__Goal of the exercise__
Nothing should be left out. Transcribe the entries exactly as written.

__Data to use__

//! Session bootstrap: clearing one-time banners on a fresh shell.
//!
//! A RouterOS login can stop at a license question or a "press Enter"
//! notice before the first real prompt. `on_open_shell` runs once after the
//! channel is opened and leaves the session sitting at a device prompt.

use log::Level;

use super::command::{CliDriver, SendOptions};
use crate::channel::{Channel, PatternClass};
use crate::error::{Error, Result, SessionBootstrapError};

impl<C: Channel> CliDriver<C> {
    /// Bring a freshly opened shell to its first device prompt.
    ///
    /// If the last seen prompt already ends in `>` nothing is written.
    /// Otherwise a bare newline is sent for each pending banner, up to
    /// [`DriverConfig::max_banner_keystrokes`](super::DriverConfig::max_banner_keystrokes).
    /// A transport failure on the way becomes
    /// [`SessionBootstrapError::LicensePrompt`].
    pub async fn on_open_shell(&mut self) -> Result<()> {
        let prompt = match self.last_prompt() {
            Some(prompt) => prompt.to_string(),
            None => {
                let exchange = self
                    .read_until_terminal(&SendOptions::default())
                    .await
                    .map_err(bootstrap_failure)?;
                exchange.terminal.text
            }
        };

        self.diagnostics()
            .emit(Level::Debug, format_args!("on_open_shell: '{}'", prompt));

        if prompt.trim().ends_with('>') {
            self.clear_buffer();
            return Ok(());
        }

        let attempts = self.config().max_banner_keystrokes;
        let mut last_prompt = prompt;
        for attempt in 1..=attempts {
            self.clear_buffer();
            self.write_line(b"", true).await.map_err(bootstrap_failure)?;
            let exchange = self
                .read_until_terminal(&SendOptions::default())
                .await
                .map_err(bootstrap_failure)?;

            self.diagnostics().emit(
                Level::Debug,
                format_args!(
                    "on_open_shell: keystroke {} reached {} '{}'",
                    attempt, exchange.terminal.class, exchange.terminal.text
                ),
            );

            if exchange.terminal.class == PatternClass::Prompt {
                self.clear_buffer();
                return Ok(());
            }
            last_prompt = exchange.terminal.text;
        }

        Err(SessionBootstrapError::PromptNotReached {
            attempts,
            last_prompt,
        }
        .into())
    }
}

/// Transport failures during bootstrap mean the banner could not be bypassed.
fn bootstrap_failure(err: Error) -> Error {
    match err {
        Error::Transport(source) => SessionBootstrapError::LicensePrompt { source }.into(),
        other => other,
    }
}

__Your response__
//! Session bootstrap: clearing one-time banners on a fresh shell.
//!
//! A RouterOS login can stop at a license question or a "press Enter"
//! notice before the first real prompt. `on_open_shell` runs once after the
//! channel is opened and leaves the session sitting at a device prompt.

use log::Level;

use super::command::{CliDriver, SendOptions};
use crate::channel::{Channel, PatternClass};
use crate::error::{Error, Result, SessionBootstrapError};

impl<C: Channel> CliDriver<C> {
    /// Bring a freshly opened shell to its first device prompt.
    ///
    /// If the last seen prompt already ends in `>` nothing is written.
    /// Otherwise a bare newline is sent for each pending banner, up to
    /// [`DriverConfig::max_banner_keystrokes`](super::DriverConfig::max_banner_keystrokes).
    /// A transport failure on the way becomes
    /// [`SessionBootstrapError::LicensePrompt`].
    pub async fn on_open_shell(&mut self) -> Result<()> {
        let prompt = match self.last_prompt() {
            Some(prompt) => prompt.to_string(),
            None => {
                let exchange = self
                    .read_until_terminal(&SendOptions::default())
                    .await
                    .map_err(bootstrap_failure)?;
                exchange.terminal.text
            }
        };

        self.diagnostics()
            .emit(Level::Debug, format_args!("on_open_shell: '{}'", prompt));

        if prompt.trim().ends_with('>') {
            self.clear_buffer();
            return Ok(());
        }

        let attempts = self.config().max_banner_keystrokes;
        let mut last_prompt = prompt;
        for attempt in 1..=attempts {
            self.clear_buffer();
            self.write_line(b"", true).await.map_err(bootstrap_failure)?;
            let exchange = self
                .read_until_terminal(&SendOptions::default())
                .await
                .map_err(bootstrap_failure)?;

            self.diagnostics().emit(
                Level::Debug,
                format_args!(
                    "on_open_shell: keystroke {} reached {} '{}'",
                    attempt, exchange.terminal.class, exchange.terminal.text
                ),
            );

            if exchange.terminal.class == PatternClass::Prompt {
                self.clear_buffer();
                return Ok(());
            }
            last_prompt = exchange.terminal.text;
        }

        Err(SessionBootstrapError::PromptNotReached {
            attempts,
            last_prompt,
        }
        .into())
    }
}

/// Transport failures during bootstrap mean the banner could not be bypassed.
fn bootstrap_failure(err: Error) -> Error {
    match err {
        Error::Transport(source) => SessionBootstrapError::LicensePrompt { source }.into(),
        other => other,
    }
}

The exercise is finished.